§ **Extracted data**
=== Begin Enclosure ===
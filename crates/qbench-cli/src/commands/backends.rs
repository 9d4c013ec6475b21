//! Backends command implementation.

use std::path::Path;

use anyhow::Result;
use console::style;

use super::common::{default_registry, load_config};

/// Execute the backends command.
pub async fn execute(config_path: Option<&Path>) -> Result<()> {
    let config = load_config(config_path)?;
    let registry = default_registry();

    println!("{} Available backends:\n", style("qbench").cyan().bold());

    for name in registry.available_backends() {
        let marker = if name == config.ground_truth {
            " (ground truth)"
        } else {
            ""
        };

        match registry.create(&name, config.backend_config(&name)) {
            Ok(backend) => {
                let available = backend.availability().await.is_ok_and(|a| a.is_available);
                let caps = backend.capabilities();
                let ceiling = config
                    .qubit_ceilings
                    .get(&name)
                    .copied()
                    .unwrap_or(caps.num_qubits);
                println!(
                    "  {} {} [{}]{}",
                    if available {
                        style("●").green()
                    } else {
                        style("○").yellow()
                    },
                    style(&name).bold(),
                    caps.kind(),
                    marker
                );
                println!("    Qubits: {} (ceiling {})", caps.num_qubits, ceiling);
                println!("    Max shots: {}", caps.max_shots);
                println!(
                    "    Gates: {}",
                    caps.gate_set.all().collect::<Vec<_>>().join(", ")
                );
                if !available {
                    println!("    Status: offline or unreachable");
                }
            }
            Err(e) => {
                println!(
                    "  {} {} (not configured)",
                    style("○").dim(),
                    style(&name).dim()
                );
                println!("    {e}");
            }
        }
        println!();
    }

    #[cfg(not(feature = "quantinuum"))]
    {
        println!(
            "  {} {} (not compiled)",
            style("○").dim(),
            style("quantinuum").dim()
        );
        println!("    Rebuild with --features quantinuum to enable");
        println!();
    }

    Ok(())
}
//! Config command implementation.

use std::path::Path;

use anyhow::Result;

use super::common::load_config;

/// Print the effective configuration as YAML.
pub fn execute(config_path: Option<&Path>) -> Result<()> {
    let config = load_config(config_path)?;
    print!("{}", config.to_yaml()?);
    Ok(())
}
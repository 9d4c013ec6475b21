//! Circuit instructions combining gates with operands.

use serde::{Deserialize, Serialize};

use crate::gate::StandardGate;
use crate::qubit::{ClbitId, QubitId};

/// The kind of instruction in a circuit.
#[derive(Debug, Clone, PartialEq, Serialize, Deserialize)]
pub enum InstructionKind {
    /// A quantum gate operation.
    Gate(StandardGate),
    /// Measurement of one qubit into one classical bit.
    Measure,
    /// Reset qubit to |0⟩.
    Reset,
    /// Barrier (synchronization point).
    Barrier,
}

/// A complete instruction with operands.
#[derive(Debug, Clone, PartialEq, Serialize, Deserialize)]
pub struct Instruction {
    /// The kind of instruction.
    pub kind: InstructionKind,
    /// Qubits this instruction operates on.
    pub qubits: Vec<QubitId>,
    /// Classical bits this instruction writes (for measure).
    pub clbits: Vec<ClbitId>,
}

impl Instruction {
    /// Create a gate instruction.
    pub fn gate(gate: StandardGate, qubits: impl IntoIterator<Item = QubitId>) -> Self {
        Self {
            kind: InstructionKind::Gate(gate),
            qubits: qubits.into_iter().collect(),
            clbits: vec![],
        }
    }

    /// Create a single-qubit gate instruction.
    pub fn single_qubit_gate(gate: StandardGate, qubit: QubitId) -> Self {
        Self::gate(gate, [qubit])
    }

    /// Create a two-qubit gate instruction.
    pub fn two_qubit_gate(gate: StandardGate, q1: QubitId, q2: QubitId) -> Self {
        Self::gate(gate, [q1, q2])
    }

    /// Create a measurement instruction.
    pub fn measure(qubit: QubitId, clbit: ClbitId) -> Self {
        Self {
            kind: InstructionKind::Measure,
            qubits: vec![qubit],
            clbits: vec![clbit],
        }
    }

    /// Create a reset instruction.
    pub fn reset(qubit: QubitId) -> Self {
        Self {
            kind: InstructionKind::Reset,
            qubits: vec![qubit],
            clbits: vec![],
        }
    }

    /// Create a barrier instruction.
    pub fn barrier(qubits: impl IntoIterator<Item = QubitId>) -> Self {
        Self {
            kind: InstructionKind::Barrier,
            qubits: qubits.into_iter().collect(),
            clbits: vec![],
        }
    }

    /// Check if this is a gate instruction.
    pub fn is_gate(&self) -> bool {
        matches!(self.kind, InstructionKind::Gate(_))
    }

    /// Check if this is a measurement.
    pub fn is_measure(&self) -> bool {
        matches!(self.kind, InstructionKind::Measure)
    }

    /// Check if this is a reset.
    pub fn is_reset(&self) -> bool {
        matches!(self.kind, InstructionKind::Reset)
    }

    /// Check if this is a barrier.
    pub fn is_barrier(&self) -> bool {
        matches!(self.kind, InstructionKind::Barrier)
    }

    /// Get the gate if this is a gate instruction.
    pub fn as_gate(&self) -> Option<&StandardGate> {
        match &self.kind {
            InstructionKind::Gate(g) => Some(g),
            _ => None,
        }
    }

    /// Get the name of the instruction.
    pub fn name(&self) -> &str {
        match &self.kind {
            InstructionKind::Gate(g) => g.name(),
            InstructionKind::Measure => "measure",
            InstructionKind::Reset => "reset",
            InstructionKind::Barrier => "barrier",
        }
    }

    /// Whether this instruction touches the given qubit.
    pub fn acts_on(&self, qubit: QubitId) -> bool {
        self.qubits.contains(&qubit)
    }
}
=== End Enclosure ===
§ **Problem to solve**
Show the lines of the listing above with "QubitId".

§ **Response below**
use crate::qubit::{ClbitId, QubitId};
    pub qubits: Vec<QubitId>,
    pub fn gate(gate: StandardGate, qubits: impl IntoIterator<Item = QubitId>) -> Self {
    pub fn single_qubit_gate(gate: StandardGate, qubit: QubitId) -> Self {
    pub fn two_qubit_gate(gate: StandardGate, q1: QubitId, q2: QubitId) -> Self {
    pub fn measure(qubit: QubitId, clbit: ClbitId) -> Self {
    pub fn reset(qubit: QubitId) -> Self {
    pub fn barrier(qubits: impl IntoIterator<Item = QubitId>) -> Self {
    pub fn acts_on(&self, qubit: QubitId) -> bool {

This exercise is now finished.